• Problem description:
Among the entries below, one stretch runs from the line that contains "filename src/application/factories/presenter_factory.rs" through the line that contains "output, otherwise stdout". Repeat that stretch exactly, ends included, and only that.

• Records for this task:
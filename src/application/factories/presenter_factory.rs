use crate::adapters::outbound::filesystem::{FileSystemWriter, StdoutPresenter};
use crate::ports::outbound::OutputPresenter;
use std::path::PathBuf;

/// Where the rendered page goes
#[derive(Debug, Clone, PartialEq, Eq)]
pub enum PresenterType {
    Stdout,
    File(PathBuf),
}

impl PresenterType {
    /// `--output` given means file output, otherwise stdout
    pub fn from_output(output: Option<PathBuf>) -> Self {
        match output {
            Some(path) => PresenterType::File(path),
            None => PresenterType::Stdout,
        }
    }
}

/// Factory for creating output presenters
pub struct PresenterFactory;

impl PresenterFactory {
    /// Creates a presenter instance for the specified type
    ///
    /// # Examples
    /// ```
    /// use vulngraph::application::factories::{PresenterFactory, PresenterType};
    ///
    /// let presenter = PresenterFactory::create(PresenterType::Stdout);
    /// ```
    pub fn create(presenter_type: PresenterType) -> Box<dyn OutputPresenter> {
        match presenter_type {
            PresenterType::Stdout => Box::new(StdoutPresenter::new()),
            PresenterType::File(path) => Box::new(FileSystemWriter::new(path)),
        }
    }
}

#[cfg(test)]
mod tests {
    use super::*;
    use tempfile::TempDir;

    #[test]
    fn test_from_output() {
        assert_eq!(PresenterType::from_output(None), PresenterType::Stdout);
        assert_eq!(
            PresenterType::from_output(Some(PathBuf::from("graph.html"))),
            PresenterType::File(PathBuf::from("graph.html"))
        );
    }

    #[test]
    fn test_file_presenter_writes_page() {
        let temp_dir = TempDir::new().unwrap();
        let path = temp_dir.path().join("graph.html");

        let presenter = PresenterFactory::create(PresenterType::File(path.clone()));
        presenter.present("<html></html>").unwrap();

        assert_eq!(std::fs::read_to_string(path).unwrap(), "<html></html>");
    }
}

==

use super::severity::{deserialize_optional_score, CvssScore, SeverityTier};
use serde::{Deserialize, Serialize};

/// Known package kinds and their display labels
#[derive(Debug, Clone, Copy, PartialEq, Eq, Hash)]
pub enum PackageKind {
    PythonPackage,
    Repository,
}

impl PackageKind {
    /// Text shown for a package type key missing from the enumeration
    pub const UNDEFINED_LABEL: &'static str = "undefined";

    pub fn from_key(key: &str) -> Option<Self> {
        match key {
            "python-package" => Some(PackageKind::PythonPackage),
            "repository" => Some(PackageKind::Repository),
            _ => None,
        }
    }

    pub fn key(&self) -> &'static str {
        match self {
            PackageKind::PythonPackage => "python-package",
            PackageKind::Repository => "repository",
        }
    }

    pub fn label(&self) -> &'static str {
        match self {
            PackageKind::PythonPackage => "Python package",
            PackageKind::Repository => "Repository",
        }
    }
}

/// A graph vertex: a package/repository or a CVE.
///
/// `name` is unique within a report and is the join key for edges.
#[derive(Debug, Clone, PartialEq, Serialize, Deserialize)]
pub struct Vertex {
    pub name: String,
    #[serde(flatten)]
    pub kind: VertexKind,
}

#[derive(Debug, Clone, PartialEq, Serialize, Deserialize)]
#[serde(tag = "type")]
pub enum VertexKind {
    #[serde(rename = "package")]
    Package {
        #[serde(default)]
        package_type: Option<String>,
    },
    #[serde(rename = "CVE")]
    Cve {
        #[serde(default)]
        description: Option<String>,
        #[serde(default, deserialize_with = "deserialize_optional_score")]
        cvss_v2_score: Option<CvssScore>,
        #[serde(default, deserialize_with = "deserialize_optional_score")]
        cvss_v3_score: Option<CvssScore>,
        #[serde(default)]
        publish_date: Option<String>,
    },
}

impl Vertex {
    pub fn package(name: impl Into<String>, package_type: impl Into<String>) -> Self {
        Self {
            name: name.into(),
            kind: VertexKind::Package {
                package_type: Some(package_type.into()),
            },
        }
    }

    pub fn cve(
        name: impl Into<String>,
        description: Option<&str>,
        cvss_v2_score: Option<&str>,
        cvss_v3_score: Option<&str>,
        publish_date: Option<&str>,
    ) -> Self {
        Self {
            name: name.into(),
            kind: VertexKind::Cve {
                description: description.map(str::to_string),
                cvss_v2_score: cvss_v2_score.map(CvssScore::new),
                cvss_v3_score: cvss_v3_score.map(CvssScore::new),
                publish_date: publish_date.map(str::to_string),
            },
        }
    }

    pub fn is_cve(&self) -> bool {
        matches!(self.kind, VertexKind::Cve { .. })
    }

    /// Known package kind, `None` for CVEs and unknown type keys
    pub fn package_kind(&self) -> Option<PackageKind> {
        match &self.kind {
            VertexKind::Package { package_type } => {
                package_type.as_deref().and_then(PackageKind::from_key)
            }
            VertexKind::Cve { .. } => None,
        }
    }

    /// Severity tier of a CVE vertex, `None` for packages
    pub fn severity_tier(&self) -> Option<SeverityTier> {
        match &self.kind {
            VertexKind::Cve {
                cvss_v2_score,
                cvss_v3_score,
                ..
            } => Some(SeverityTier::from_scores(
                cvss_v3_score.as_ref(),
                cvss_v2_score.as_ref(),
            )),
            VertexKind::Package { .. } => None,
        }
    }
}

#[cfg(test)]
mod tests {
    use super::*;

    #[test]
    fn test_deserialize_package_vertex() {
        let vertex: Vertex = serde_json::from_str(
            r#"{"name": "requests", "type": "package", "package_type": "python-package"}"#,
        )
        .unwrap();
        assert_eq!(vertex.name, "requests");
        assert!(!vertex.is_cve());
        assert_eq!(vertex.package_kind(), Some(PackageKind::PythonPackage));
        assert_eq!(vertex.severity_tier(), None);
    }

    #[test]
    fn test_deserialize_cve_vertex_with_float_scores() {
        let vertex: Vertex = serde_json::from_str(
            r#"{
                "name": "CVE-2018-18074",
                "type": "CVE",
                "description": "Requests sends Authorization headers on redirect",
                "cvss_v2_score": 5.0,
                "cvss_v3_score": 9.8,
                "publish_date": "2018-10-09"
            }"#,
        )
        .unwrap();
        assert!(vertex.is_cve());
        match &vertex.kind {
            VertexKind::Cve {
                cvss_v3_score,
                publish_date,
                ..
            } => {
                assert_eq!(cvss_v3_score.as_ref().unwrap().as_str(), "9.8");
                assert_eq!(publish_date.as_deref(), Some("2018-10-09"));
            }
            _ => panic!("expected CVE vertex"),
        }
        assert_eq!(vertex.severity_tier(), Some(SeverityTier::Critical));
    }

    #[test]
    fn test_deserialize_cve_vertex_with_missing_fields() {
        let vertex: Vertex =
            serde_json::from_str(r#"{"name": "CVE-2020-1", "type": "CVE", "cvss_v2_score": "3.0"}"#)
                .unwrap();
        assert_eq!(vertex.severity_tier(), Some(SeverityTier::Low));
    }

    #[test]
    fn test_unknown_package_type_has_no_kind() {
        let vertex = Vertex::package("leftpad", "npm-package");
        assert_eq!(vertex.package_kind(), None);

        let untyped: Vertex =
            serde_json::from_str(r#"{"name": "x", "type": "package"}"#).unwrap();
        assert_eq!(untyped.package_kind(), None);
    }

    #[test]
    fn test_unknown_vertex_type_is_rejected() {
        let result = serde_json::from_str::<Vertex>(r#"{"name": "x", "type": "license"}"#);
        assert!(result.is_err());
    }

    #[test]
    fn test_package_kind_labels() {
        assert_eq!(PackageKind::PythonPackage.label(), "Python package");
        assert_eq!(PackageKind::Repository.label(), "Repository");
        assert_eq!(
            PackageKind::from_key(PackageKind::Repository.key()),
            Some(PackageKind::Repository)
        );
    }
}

• Output of the task:
filename src/application/factories/presenter_factory.rs
use crate::adapters::outbound::filesystem::{FileSystemWriter, StdoutPresenter};
use crate::ports::outbound::OutputPresenter;
use std::path::PathBuf;

/// Where the rendered page goes
#[derive(Debug, Clone, PartialEq, Eq)]
pub enum PresenterType {
    Stdout,
    File(PathBuf),
}

impl PresenterType {
    /// `--output` given means file output, otherwise stdout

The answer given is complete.